◆ Goal of the exercise
Across the entries below, tally every line that holds the word "Duration". Give only the tally.

[Data under study — start]

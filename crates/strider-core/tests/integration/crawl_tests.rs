use std::sync::Arc;
use std::time::Duration;

use strider_core::testutil::{MockDownloader, mid};
use strider_core::{
    Analysis, CrawlerError, Downloader, ErrorKind, HttpRequest, Item, Module, Status,
};

use crate::integration::common::{child, setup_crawl, wait_until_idle};

const SEED: &str = "http://example.com/";

fn seed() -> HttpRequest {
    HttpRequest::parse(SEED).unwrap()
}

fn item(url: &str) -> Item {
    let mut item = Item::new();
    item.insert("url".into(), serde_json::json!(url));
    item
}

#[tokio::test]
async fn crawl_fetches_child_once_and_persists_item_once() {
    let crawl = setup_crawl(&["example.com"], 1, |response| {
        let mut analysis = Analysis::default();
        let url = response.http_resp().unwrap().url.to_string();
        if url == SEED {
            analysis.push(child("http://example.com/a", 1));
            analysis.push(item(&url));
        }
        // links back to already-seen pages are dropped by admission
        analysis.push(child(SEED, response.depth() + 1));
        analysis
    });

    crawl.scheduler.start(seed()).unwrap();
    wait_until_idle(&crawl.scheduler).await;

    assert_eq!(
        crawl.downloader.requested(),
        vec![SEED.to_string(), "http://example.com/a".to_string()]
    );
    assert_eq!(crawl.pipeline.items(), vec![item(SEED)]);
    assert_eq!(crawl.analyzer.analyzed().len(), 2);

    let summary = crawl.scheduler.summary();
    assert_eq!(summary.url_number, 2);
    assert_eq!(summary.downloaders[0].completed, 2);
    assert_eq!(summary.pipelines[0].accepted, 1);

    crawl.scheduler.stop().unwrap();
    assert_eq!(crawl.scheduler.status(), Status::Stopped);
}

#[tokio::test]
async fn crawl_respects_max_depth() {
    let crawl = setup_crawl(&["example.com"], 2, |response| {
        let mut analysis = Analysis::default();
        let depth = response.depth() + 1;
        analysis.push(child(&format!("http://example.com/level{depth}"), depth));
        analysis
    });

    crawl.scheduler.start(seed()).unwrap();
    wait_until_idle(&crawl.scheduler).await;

    assert_eq!(
        crawl.downloader.requested(),
        vec![
            SEED.to_string(),
            "http://example.com/level1".to_string(),
            "http://example.com/level2".to_string(),
        ]
    );
    crawl.scheduler.stop().unwrap();
}

#[tokio::test]
async fn crawl_stays_within_accepted_domains() {
    let crawl = setup_crawl(&["example.com"], 3, |response| {
        let mut analysis = Analysis::default();
        if response.depth() == 0 {
            analysis.push(child("http://elsewhere.org/", 1));
            analysis.push(child("https://blog.example.com/post", 1));
            analysis.push(child("mailto:someone@example.com", 1));
        }
        analysis
    });

    crawl.scheduler.start(seed()).unwrap();
    wait_until_idle(&crawl.scheduler).await;

    let requested = crawl.downloader.requested();
    assert_eq!(requested.len(), 2);
    assert!(requested.contains(&"https://blog.example.com/post".to_string()));
    crawl.scheduler.stop().unwrap();
}

#[tokio::test]
async fn analyzer_errors_reach_error_stream_tagged() {
    let crawl = setup_crawl(&["example.com"], 1, |_| {
        let mut analysis = Analysis::default();
        analysis.push_error(CrawlerError::illegal_parameter("unparseable body"));
        analysis
    });
    let mut errors = crawl.scheduler.error_chan().unwrap();

    crawl.scheduler.start(seed()).unwrap();
    let error = tokio::time::timeout(Duration::from_secs(2), errors.recv())
        .await
        .unwrap()
        .unwrap();
    assert_eq!(error.kind(), Some(ErrorKind::Analyzer));
    assert!(error.to_string().contains("unparseable body"));

    crawl.scheduler.stop().unwrap();
    let closed = tokio::time::timeout(Duration::from_secs(1), errors.recv())
        .await
        .unwrap();
    assert!(closed.is_none());
}

#[tokio::test]
async fn scheduler_can_be_reinitialized_after_stop() {
    let crawl = setup_crawl(&["example.com"], 0, |_| Analysis::default());
    crawl.scheduler.start(seed()).unwrap();
    wait_until_idle(&crawl.scheduler).await;
    crawl.scheduler.stop().unwrap();

    assert_eq!(crawl.downloader.handling_number(), 0);
    assert_eq!(crawl.scheduler.summary().url_number, 1);

    // init resets the seen URLs, so the seed is fetched again
    crawl
        .scheduler
        .init(crawl.policy.clone(), crawl.buffers, crawl.modules())
        .unwrap();
    crawl.scheduler.start(seed()).unwrap();
    wait_until_idle(&crawl.scheduler).await;
    assert_eq!(
        crawl.downloader.requested(),
        vec![SEED.to_string(), SEED.to_string()]
    );
    crawl.scheduler.stop().unwrap();
}

#[tokio::test]
async fn restart_without_init_keeps_seen_urls() {
    let crawl = setup_crawl(&["example.com"], 0, |_| Analysis::default());
    crawl.scheduler.start(seed()).unwrap();
    wait_until_idle(&crawl.scheduler).await;
    crawl.scheduler.stop().unwrap();

    crawl.scheduler.start(seed()).unwrap();
    wait_until_idle(&crawl.scheduler).await;
    assert_eq!(crawl.downloader.requested(), vec![SEED.to_string()]);
    crawl.scheduler.stop().unwrap();
}

#[tokio::test]
async fn fetches_are_spread_over_registered_downloaders() {
    let crawl = setup_crawl(&["example.com"], 1, |response| {
        let mut analysis = Analysis::default();
        if response.depth() == 0 {
            for n in 0..20 {
                analysis.push(child(&format!("http://example.com/{n}"), 1));
            }
        }
        analysis
    });
    let second = Arc::new(MockDownloader::new(mid("D2")));
    let mut modules = crawl.modules();
    modules
        .downloaders
        .push(Arc::clone(&second) as Arc<dyn Downloader>);
    crawl
        .scheduler
        .init(crawl.policy.clone(), crawl.buffers, modules)
        .unwrap();

    crawl.scheduler.start(seed()).unwrap();
    wait_until_idle(&crawl.scheduler).await;

    let (first_calls, second_calls) = (crawl.downloader.called_count(), second.called_count());
    assert_eq!(first_calls + second_calls, 21);
    assert!(first_calls > 0, "D1 never selected");
    assert!(second_calls > 0, "D2 never selected");
    crawl.scheduler.stop().unwrap();
}
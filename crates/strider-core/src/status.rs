use std::fmt;

use serde::Serialize;

use crate::error::CrawlerError;

/// Scheduler lifecycle state.
#[derive(Debug, Clone, Copy, Default, PartialEq, Eq, Hash, Serialize)]
#[serde(rename_all = "lowercase")]
pub enum Status {
    #[default]
    Uninitialized,
    Initializing,
    Initialized,
    Starting,
    Started,
    Stopping,
    Stopped,
}

impl Status {
    pub const ALL: [Status; 7] = [
        Status::Uninitialized,
        Status::Initializing,
        Status::Initialized,
        Status::Starting,
        Status::Started,
        Status::Stopping,
        Status::Stopped,
    ];

    pub fn as_str(&self) -> &'static str {
        match self {
            Status::Uninitialized => "uninitialized",
            Status::Initializing => "initializing",
            Status::Initialized => "initialized",
            Status::Starting => "starting",
            Status::Started => "started",
            Status::Stopping => "stopping",
            Status::Stopped => "stopped",
        }
    }

    /// True for the three states an operation is in progress.
    pub fn is_transitional(&self) -> bool {
        matches!(
            self,
            Status::Initializing | Status::Starting | Status::Stopping
        )
    }
}

impl fmt::Display for Status {
    fn fmt(&self, f: &mut fmt::Formatter<'_>) -> fmt::Result {
        f.write_str(self.as_str())
    }
}

/// Checks whether the scheduler may move from `current` to `wanted`.
///
/// Only the transitional states can be requested; the settled states are
/// reached by committing the operation that requested them.
pub fn check_status(current: Status, wanted: Status) -> Result<(), CrawlerError> {
    if current.is_transitional() {
        return Err(CrawlerError::scheduler(format!(
            "the scheduler is being {}",
            match current {
                Status::Initializing => "initialized",
                Status::Starting => "started",
                _ => "stopped",
            }
        )));
    }
    match (current, wanted) {
        (Status::Uninitialized, Status::Starting | Status::Stopping) => {
            Err(CrawlerError::scheduler("the scheduler has not yet been initialized"))
        }
        (Status::Started, Status::Initializing | Status::Starting) => {
            Err(CrawlerError::scheduler("the scheduler has been started"))
        }
        (_, Status::Stopping) if current != Status::Started => {
            Err(CrawlerError::scheduler("the scheduler has not been started"))
        }
        (_, Status::Initializing | Status::Starting | Status::Stopping) => Ok(()),
        (_, wanted) => Err(CrawlerError::scheduler(format!(
            "unsupported wanted status for check: {wanted}"
        ))),
    }
}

[Data under study — finish]

◆ Exercise response
3